If you want to see bears on land and get very close encounters then Canada’s Hudson Bay around Churchill is the place for you. From here, there are a number of options. You can base yourself in town and take daily excursions by tundra vehicles or you can stay in a basic tundra lodge and again go out on excursions. The vehicles we use all offer 30 plus seats but we only take groups of 16 to guarantee everyone has a window seat. These departures are offered in October and November when bears congregate on the shores waiting for the bay to freeze. They are often very curious and come right up to the vehicles to check out the contents. At the rear of the vehicle there is outside access so you can look straight down on the bears through the grill.
For those wanting to see bears uninhibited in the wild then a walking safari from one of our lodges located close to Churchill has to be the most exhilarating way of experiencing polar bears. Depending on when you travel you may see mothers and cubs through to fully grown adult males. Small groups are led by experienced guides who monitor the bears’ behaviour to allow close encounters where both bear and client are relaxed in each other’s company. Your heart will be in your mouth and your pulse will race but once you begin to trust the guides this is a truly memorable wildlife encounter. During the summer months this can be combined with swimming with belugas that congregate in huge numbers along the Hudson Bay coastline.
Further afield, Wrangel and Herald Islands in Russia’s far northeast is a challenge to get to but has one of the highest concentrations of mothers and cubs in the world; often referred to as the polar bear maternity ward. If the complications of visas and a very long journey don’t put you off, you will be one of very few people who have reached this distant land. On my voyage here we saw over 100 polar bears along with two brown bears on the Chukotka coastline. Here, again, you can walk with a guide but you are not likely to get too close due to the concentration of bears. You can also expect to see musk ox, walrus, relics from the cold war era and meet with the Chukchi peoples of the region.

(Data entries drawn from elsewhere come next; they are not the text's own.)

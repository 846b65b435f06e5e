use anyhow::Result;
use clap::{Parser, Subcommand};
use studymate_core::config::AppConfig;
use studymate_infrastructure::{ConfigService, StudymatePaths};
use tracing_appender::non_blocking::WorkerGuard;

mod commands;
mod logging;
mod render;
mod repl_helper;

#[derive(Parser)]
#[command(name = "studymate")]
#[command(about = "Studymate - homework help in your terminal", long_about = None)]
struct Cli {
    #[command(subcommand)]
    command: Commands,
}

#[derive(Subcommand)]
enum Commands {
    /// Start a chat
    Chat {
        /// Topic of the chat (e.g. "Math"); omit for an open question
        #[arg(short, long, conflicts_with = "translate")]
        subject: Option<String>,
        /// Translate every line instead of chatting
        #[arg(long)]
        translate: bool,
        /// Source language for --translate
        #[arg(long, default_value = "auto")]
        from: String,
        /// Target language for --translate
        #[arg(long, default_value = "English")]
        to: String,
        /// Resume a stored session and replay its first question
        #[arg(long, conflicts_with_all = ["subject", "translate"])]
        resume: Option<String>,
    },
    /// Manage past chats
    History {
        #[command(subcommand)]
        action: HistoryAction,
    },
    /// Split text into plain and formula segments
    Scan {
        /// File to read, or "-" for stdin
        input: String,
        /// Print segments as JSON
        #[arg(long)]
        json: bool,
    },
}

#[derive(Subcommand)]
enum HistoryAction {
    /// List stored sessions, newest first
    List,
    /// Delete a stored session
    Delete { id: String },
}

/// Loads configuration, resolves directories and starts file logging.
fn bootstrap() -> Result<(AppConfig, StudymatePaths, WorkerGuard)> {
    let config = ConfigService::default_location()?.get_config()?;
    let paths = StudymatePaths::new(config.storage.data_dir.clone());
    let guard = logging::init(&paths.logs_dir()?)?;
    Ok((config, paths, guard))
}

#[tokio::main]
async fn main() -> Result<()> {
    let cli = Cli::parse();

    match cli.command {
        Commands::Scan { input, json } => commands::scan::run(&input, json)?,
        Commands::Chat {
            subject,
            translate,
            from,
            to,
            resume,
        } => {
            let (config, paths, _log_guard) = bootstrap()?;
            let options = commands::chat::ChatOptions {
                subject,
                translate,
                from,
                to,
                resume,
            };
            commands::chat::run(&config, &paths, options).await?
        }
        Commands::History { action } => {
            let (_, paths, _log_guard) = bootstrap()?;
            match action {
                HistoryAction::List => commands::history::list(&paths).await?,
                HistoryAction::Delete { id } => commands::history::delete(&paths, &id).await?,
            }
        }
    }

    Ok(())
}
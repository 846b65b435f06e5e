//! Conversation subject.

use serde::{Deserialize, Serialize};
use std::fmt;

const OPEN_TOPIC_SENTINEL: &str = "__open__";
const TRANSLATE_SENTINEL: &str = "__translate__";

/// The topic a conversation is about.
///
/// Persisted as a plain string; the open-topic and translate flows use
/// sentinel values that cannot collide with a user-chosen subject label.
#[derive(Debug, Clone, PartialEq, Eq, Hash, Serialize, Deserialize)]
#[serde(from = "String", into = "String")]
pub enum Subject {
    /// A named school subject such as "Algebra" or "Chemistry".
    Topic(String),
    /// Free conversation without a fixed subject.
    OpenTopic,
    /// Translation helper flow.
    Translate,
}

impl Subject {
    pub fn topic(label: impl Into<String>) -> Self {
        Self::Topic(label.into())
    }

    /// Human-readable label for lists and headers.
    pub fn label(&self) -> &str {
        match self {
            Self::Topic(label) => label,
            Self::OpenTopic => "Open question",
            Self::Translate => "Translate",
        }
    }
}

impl Default for Subject {
    fn default() -> Self {
        Self::OpenTopic
    }
}

impl From<String> for Subject {
    fn from(value: String) -> Self {
        match value.as_str() {
            OPEN_TOPIC_SENTINEL => Self::OpenTopic,
            TRANSLATE_SENTINEL => Self::Translate,
            _ if value.trim().is_empty() => Self::OpenTopic,
            _ => Self::Topic(value),
        }
    }
}

impl From<&str> for Subject {
    fn from(value: &str) -> Self {
        Self::from(value.to_string())
    }
}

impl From<Subject> for String {
    fn from(subject: Subject) -> Self {
        match subject {
            Subject::Topic(label) => label,
            Subject::OpenTopic => OPEN_TOPIC_SENTINEL.to_string(),
            Subject::Translate => TRANSLATE_SENTINEL.to_string(),
        }
    }
}

impl fmt::Display for Subject {
    fn fmt(&self, f: &mut fmt::Formatter<'_>) -> fmt::Result {
        f.write_str(self.label())
    }
}

#[cfg(test)]
mod tests {
    use super::*;

    #[test]
    fn test_sentinels_round_trip_through_string() {
        assert_eq!(Subject::from("__open__"), Subject::OpenTopic);
        assert_eq!(Subject::from("__translate__"), Subject::Translate);
        assert_eq!(String::from(Subject::Translate), "__translate__");
        assert_eq!(Subject::from("Physics"), Subject::topic("Physics"));
    }

    #[test]
    fn test_blank_label_is_open_topic() {
        assert_eq!(Subject::from("   "), Subject::OpenTopic);
    }

    #[test]
    fn test_serializes_as_plain_string() {
        let json = serde_json::to_string(&Subject::topic("Geometry")).unwrap();
        assert_eq!(json, "\"Geometry\"");
        let parsed: Subject = serde_json::from_str("\"__open__\"").unwrap();
        assert_eq!(parsed, Subject::OpenTopic);
    }
}
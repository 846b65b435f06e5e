//! `studymate chat`: interactive REPL over one conversation.

use crate::render::print_message;
use crate::repl_helper::ChatHelper;
use anyhow::{Context, Result};
use colored::Colorize;
use rustyline::Editor;
use rustyline::error::ReadlineError;
use rustyline::history::DefaultHistory;
use std::path::{Path, PathBuf};
use std::sync::Arc;
use studymate_application::{ChatUseCase, HistoryUseCase};
use studymate_core::attachment::{ImageCodec, JpegDataUriCodec};
use studymate_core::config::AppConfig;
use studymate_core::{Message, Subject};
use studymate_infrastructure::{StudymatePaths, TomlSessionRepository};
use studymate_interaction::OpenAiCompletionProvider;

pub struct ChatOptions {
    pub subject: Option<String>,
    pub translate: bool,
    pub from: String,
    pub to: String,
    pub resume: Option<String>,
}

impl ChatOptions {
    fn subject(&self) -> Subject {
        if self.translate {
            return Subject::Translate;
        }
        match &self.subject {
            Some(label) => Subject::from(label.clone()),
            None => Subject::OpenTopic,
        }
    }
}

/// One line of REPL input.
#[derive(Debug, PartialEq, Eq)]
enum ReplCommand {
    Empty,
    Quit,
    Clear,
    Explain,
    Image { path: PathBuf, question: String },
    Say(String),
    Unknown(String),
}

impl ReplCommand {
    fn parse(line: &str) -> Self {
        let line = line.trim();
        if line.is_empty() {
            return Self::Empty;
        }
        if !line.starts_with('/') {
            return Self::Say(line.to_string());
        }

        let (command, rest) = line.split_once(' ').unwrap_or((line, ""));
        match command {
            "/quit" | "/exit" => Self::Quit,
            "/clear" => Self::Clear,
            "/explain" => Self::Explain,
            "/image" if !rest.trim().is_empty() => {
                let rest = rest.trim();
                let (path, question) = rest.split_once(' ').unwrap_or((rest, ""));
                Self::Image {
                    path: PathBuf::from(path),
                    question: question.trim().to_string(),
                }
            }
            _ => Self::Unknown(command.to_string()),
        }
    }
}

pub async fn run(config: &AppConfig, paths: &StudymatePaths, options: ChatOptions) -> Result<()> {
    let provider = Arc::new(OpenAiCompletionProvider::from_config(
        &config.completion,
        config.prompts.clone(),
    )?);
    let repository = Arc::new(TomlSessionRepository::from_paths(paths).await?);
    let chat = ChatUseCase::new(config.prompts.clone(), provider, repository.clone());

    let replay = match &options.resume {
        Some(id) => {
            let session = HistoryUseCase::new(repository).find(id).await?;
            Some(chat.resume(session).await?)
        }
        None => {
            chat.start(options.subject()).await?;
            None
        }
    };

    let subject = chat.subject().await.unwrap_or_default();
    let translating = subject == Subject::Translate;

    println!("{}", format!("=== Studymate: {} ===", subject).bright_magenta().bold());
    println!(
        "{}",
        "Type a question, '/image <path> [question]', '/explain', '/clear', or '/quit'."
            .bright_black()
    );
    println!();
    for message in chat.visible_messages().await {
        print_message(&message);
    }

    if let Some(seed) = replay.filter(|seed| !seed.trim().is_empty()) {
        print_message(&Message::user(seed.as_str(), None));
        report(chat.send(&seed, None).await);
    }

    let mut rl: Editor<ChatHelper, DefaultHistory> = Editor::new()?;
    rl.set_helper(Some(ChatHelper));

    loop {
        let line = match rl.readline(">> ") {
            Ok(line) => line,
            Err(ReadlineError::Interrupted) => {
                println!("{}", "CTRL-C detected. Type '/quit' to exit.".yellow());
                continue;
            }
            Err(ReadlineError::Eof) => break,
            Err(err) => {
                eprintln!("{}", format!("Error: {:?}", err).red());
                break;
            }
        };

        let command = ReplCommand::parse(&line);
        if command != ReplCommand::Empty {
            let _ = rl.add_history_entry(line.trim());
        }

        match command {
            ReplCommand::Empty => {}
            ReplCommand::Quit => break,
            ReplCommand::Clear => {
                chat.clear().await;
                for message in chat.visible_messages().await {
                    print_message(&message);
                }
            }
            ReplCommand::Explain => report(chat.explain_further().await),
            ReplCommand::Image { path, question } => match attach(&path) {
                Ok(image_url) => report(chat.send(&question, Some(image_url)).await),
                Err(e) => eprintln!("{}", format!("{:#}", e).red()),
            },
            ReplCommand::Say(text) if translating => {
                report(chat.translate(&text, &options.from, &options.to).await)
            }
            ReplCommand::Say(text) => report(chat.send(&text, None).await),
            ReplCommand::Unknown(command) => {
                println!("{}", format!("Unknown command {}", command).bright_black());
            }
        }
    }

    match chat.leave().await {
        Ok(Some(session)) => println!("{}", format!("Saved chat {}", session.id).bright_black()),
        Ok(None) => {}
        Err(e) => eprintln!("{}", format!("Could not save chat: {}", e.user_message()).red()),
    }
    println!("{}", "Goodbye!".bright_green());
    Ok(())
}

fn attach(path: &Path) -> Result<String> {
    let bytes = std::fs::read(path).with_context(|| format!("Cannot read image {:?}", path))?;
    Ok(JpegDataUriCodec.encode(&bytes))
}

fn report(outcome: studymate_core::Result<Option<Message>>) {
    match outcome {
        Ok(Some(reply)) => print_message(&reply),
        Ok(None) => {}
        Err(e) => eprintln!("{}", e.user_message().red()),
    }
}

#[cfg(test)]
mod tests {
    use super::*;

    #[test]
    fn test_parse_commands() {
        assert_eq!(ReplCommand::parse("   "), ReplCommand::Empty);
        assert_eq!(ReplCommand::parse("/quit"), ReplCommand::Quit);
        assert_eq!(ReplCommand::parse("/exit"), ReplCommand::Quit);
        assert_eq!(ReplCommand::parse("/clear"), ReplCommand::Clear);
        assert_eq!(ReplCommand::parse(" /explain "), ReplCommand::Explain);
        assert_eq!(
            ReplCommand::parse("what is 2 + 2?"),
            ReplCommand::Say("what is 2 + 2?".to_string())
        );
        assert_eq!(
            ReplCommand::parse("/plot x"),
            ReplCommand::Unknown("/plot".to_string())
        );
    }

    #[test]
    fn test_parse_image_command() {
        assert_eq!(
            ReplCommand::parse("/image task.jpg  solve question 3"),
            ReplCommand::Image {
                path: PathBuf::from("task.jpg"),
                question: "solve question 3".to_string(),
            }
        );
        assert_eq!(
            ReplCommand::parse("/image task.jpg"),
            ReplCommand::Image {
                path: PathBuf::from("task.jpg"),
                question: String::new(),
            }
        );
        assert_eq!(
            ReplCommand::parse("/image"),
            ReplCommand::Unknown("/image".to_string())
        );
    }

    #[test]
    fn test_subject_from_options() {
        let options = |subject: Option<&str>, translate| ChatOptions {
            subject: subject.map(str::to_string),
            translate,
            from: "auto".to_string(),
            to: "English".to_string(),
            resume: None,
        };
        assert_eq!(options(None, false).subject(), Subject::OpenTopic);
        assert_eq!(options(Some("Math"), false).subject(), Subject::topic("Math"));
        assert_eq!(options(None, true).subject(), Subject::Translate);
    }
}
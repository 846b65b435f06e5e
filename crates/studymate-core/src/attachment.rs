//! Image attachments carried as data URIs.
//!
//! User messages store photos as `data:image/jpeg;base64,<payload>` strings.
//! The conversation engine only passes these strings through; encoding and
//! decoding happen at the edges.

use crate::error::{Result, StudyError};
use base64::Engine;
use base64::engine::general_purpose::STANDARD as BASE64_STANDARD;

const JPEG_DATA_URI_PREFIX: &str = "data:image/jpeg;base64,";

/// Converts image bytes to and from the data URI stored on a message.
pub trait ImageCodec: Send + Sync {
    /// Encodes raw image bytes as a data URI.
    fn encode(&self, bytes: &[u8]) -> String;

    /// Decodes a data URI back into raw image bytes.
    fn decode(&self, data_uri: &str) -> Result<Vec<u8>>;
}

/// Base64 JPEG data URI codec.
///
/// Bytes are passed through as-is; callers are expected to hand over JPEG
/// data. Decoding accepts any `data:<mime>;base64,` prefix.
#[derive(Debug, Clone, Copy, Default)]
pub struct JpegDataUriCodec;

impl ImageCodec for JpegDataUriCodec {
    fn encode(&self, bytes: &[u8]) -> String {
        format!("{}{}", JPEG_DATA_URI_PREFIX, BASE64_STANDARD.encode(bytes))
    }

    fn decode(&self, data_uri: &str) -> Result<Vec<u8>> {
        let payload = data_uri
            .strip_prefix("data:")
            .and_then(|rest| rest.split_once(";base64,"))
            .map(|(_mime, payload)| payload)
            .ok_or_else(|| {
                StudyError::InvalidAttachment("expected a base64 data URI".to_string())
            })?;

        Ok(BASE64_STANDARD.decode(payload.trim())?)
    }
}

/// MIME type declared by a data URI, if it is one.
pub fn data_uri_mime_type(data_uri: &str) -> Option<&str> {
    data_uri
        .strip_prefix("data:")
        .and_then(|rest| rest.split_once(';'))
        .map(|(mime, _)| mime)
}

#[cfg(test)]
mod tests {
    use super::*;

    #[test]
    fn test_encode_uses_jpeg_prefix() {
        let uri = JpegDataUriCodec.encode(&[0xFF, 0xD8, 0xFF]);
        assert_eq!(uri, "data:image/jpeg;base64,/9j/");
        assert_eq!(data_uri_mime_type(&uri), Some("image/jpeg"));
    }

    #[test]
    fn test_decode_recovers_bytes() {
        let bytes = JpegDataUriCodec
            .decode("data:image/jpeg;base64,/9j/")
            .unwrap();
        assert_eq!(bytes, vec![0xFF, 0xD8, 0xFF]);
    }

    #[test]
    fn test_decode_rejects_plain_urls() {
        let err = JpegDataUriCodec
            .decode("https://example.com/a.jpg")
            .unwrap_err();
        assert!(matches!(err, StudyError::InvalidAttachment(_)));
    }

    #[test]
    fn test_decode_rejects_bad_base64() {
        let err = JpegDataUriCodec.decode("data:image/jpeg;base64,@@@").unwrap_err();
        assert!(matches!(err, StudyError::InvalidAttachment(_)));
    }
}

I have also been lucky enough to enjoy good polar bear sightings while expedition voyaging within the Canadian Arctic, from the Northwest Passage to as far south as Labrador in the Torngat ranges. Baffin Island has a great population of bears and the ice in the Northwest Passage region attracts lots of seals which in turn attract polar bears.
You will never forget your first polar bear sighting and despite having now seen more than 150, I still get excited when I see Nanuq, the King of the North.